### EXERCISE REQUIREMENTS
The required output is the line with "assert_eq!(source.kind(), io::ErrorKind::AlreadyExists);" and each line that follows it to the end of the entries below, copied exactly and with nothing added.

[Saved entries]
Start of Block

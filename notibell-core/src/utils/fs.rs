//! Filesystem Utilities.
//!
//! Thin wrappers over `std::fs` that report failures as
//! [`CoreError::Filesystem`] together with the offending path.

use crate::error::CoreError;
use std::fs;
use std::io;
use std::path::Path;

/// Ensures that a directory exists at the given path, creating it and any
/// missing parents when needed.
///
/// # Errors
///
/// Returns [`CoreError::Filesystem`] if the path exists but is not a directory,
/// or if creating it fails.
pub fn ensure_dir_exists(path: &Path) -> Result<(), CoreError> {
    if path.exists() {
        if path.is_dir() {
            Ok(())
        } else {
            Err(CoreError::Filesystem {
                message: "Path exists but is not a directory".to_string(),
                path: path.to_path_buf(),
                source: io::Error::new(io::ErrorKind::AlreadyExists, "Path exists but is not a directory"),
            })
        }
    } else {
        fs::create_dir_all(path).map_err(|e| CoreError::Filesystem {
            message: "Failed to create directory".to_string(),
            path: path.to_path_buf(),
            source: e,
        })
    }
}

/// Reads the entire contents of a file into a string.
///
/// # Errors
///
/// Returns [`CoreError::Filesystem`] wrapping the underlying I/O error.
pub fn read_to_string(path: &Path) -> Result<String, CoreError> {
    fs::read_to_string(path).map_err(|e| CoreError::Filesystem {
        message: "Failed to read file to string".to_string(),
        path: path.to_path_buf(),
        source: e,
    })
}

#[cfg(test)]
mod tests {
    use super::*;
    use std::error::Error;
    use std::io::Write;
    use tempfile::{tempdir, NamedTempFile};

    #[test]
    fn ensure_dir_exists_creates_nested_directories() {
        let dir = tempdir().unwrap();
        let nested = dir.path().join("logs").join("notibell");

        ensure_dir_exists(&nested).unwrap();
        assert!(nested.is_dir());
        // Second call on an existing directory is fine.
        ensure_dir_exists(&nested).unwrap();
    }

    #[test]
    fn ensure_dir_exists_rejects_regular_file() {
        let file = NamedTempFile::new().unwrap();
        match ensure_dir_exists(file.path()) {
            Err(CoreError::Filesystem { path, source, .. }) => {
                assert_eq!(path, file.path());
                assert_eq!(source.kind(), io::ErrorKind::AlreadyExists);
            }
            other => panic!("expected Filesystem error, got {:?}", other),
        }
    }

    #[test]
    fn read_to_string_returns_contents() {
        let mut file = NamedTempFile::new().unwrap();
        write!(file, "[bell]\nbadge_cap = 9\n").unwrap();
        assert_eq!(read_to_string(file.path()).unwrap(), "[bell]\nbadge_cap = 9\n");
    }

    #[test]
    fn read_to_string_missing_file_is_filesystem_error() {
        let dir = tempdir().unwrap();
        let missing = dir.path().join("missing.toml");
        let err = read_to_string(&missing).unwrap_err();
        assert!(matches!(err, CoreError::Filesystem { .. }));
        let io_err = err.source().and_then(|s| s.downcast_ref::<io::Error>()).unwrap();
        assert_eq!(io_err.kind(), io::ErrorKind::NotFound);
    }
}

End of Block

### SOLUTION TO THE EXERCISE
                assert_eq!(source.kind(), io::ErrorKind::AlreadyExists);
            }
            other => panic!("expected Filesystem error, got {:?}", other),
        }
    }

    #[test]
    fn read_to_string_returns_contents() {
        let mut file = NamedTempFile::new().unwrap();
        write!(file, "[bell]\nbadge_cap = 9\n").unwrap();
        assert_eq!(read_to_string(file.path()).unwrap(), "[bell]\nbadge_cap = 9\n");
    }

    #[test]
    fn read_to_string_missing_file_is_filesystem_error() {
        let dir = tempdir().unwrap();
        let missing = dir.path().join("missing.toml");
        let err = read_to_string(&missing).unwrap_err();
        assert!(matches!(err, CoreError::Filesystem { .. }));
        let io_err = err.source().and_then(|s| s.downcast_ref::<io::Error>()).unwrap();
        assert_eq!(io_err.kind(), io::ErrorKind::NotFound);
    }
}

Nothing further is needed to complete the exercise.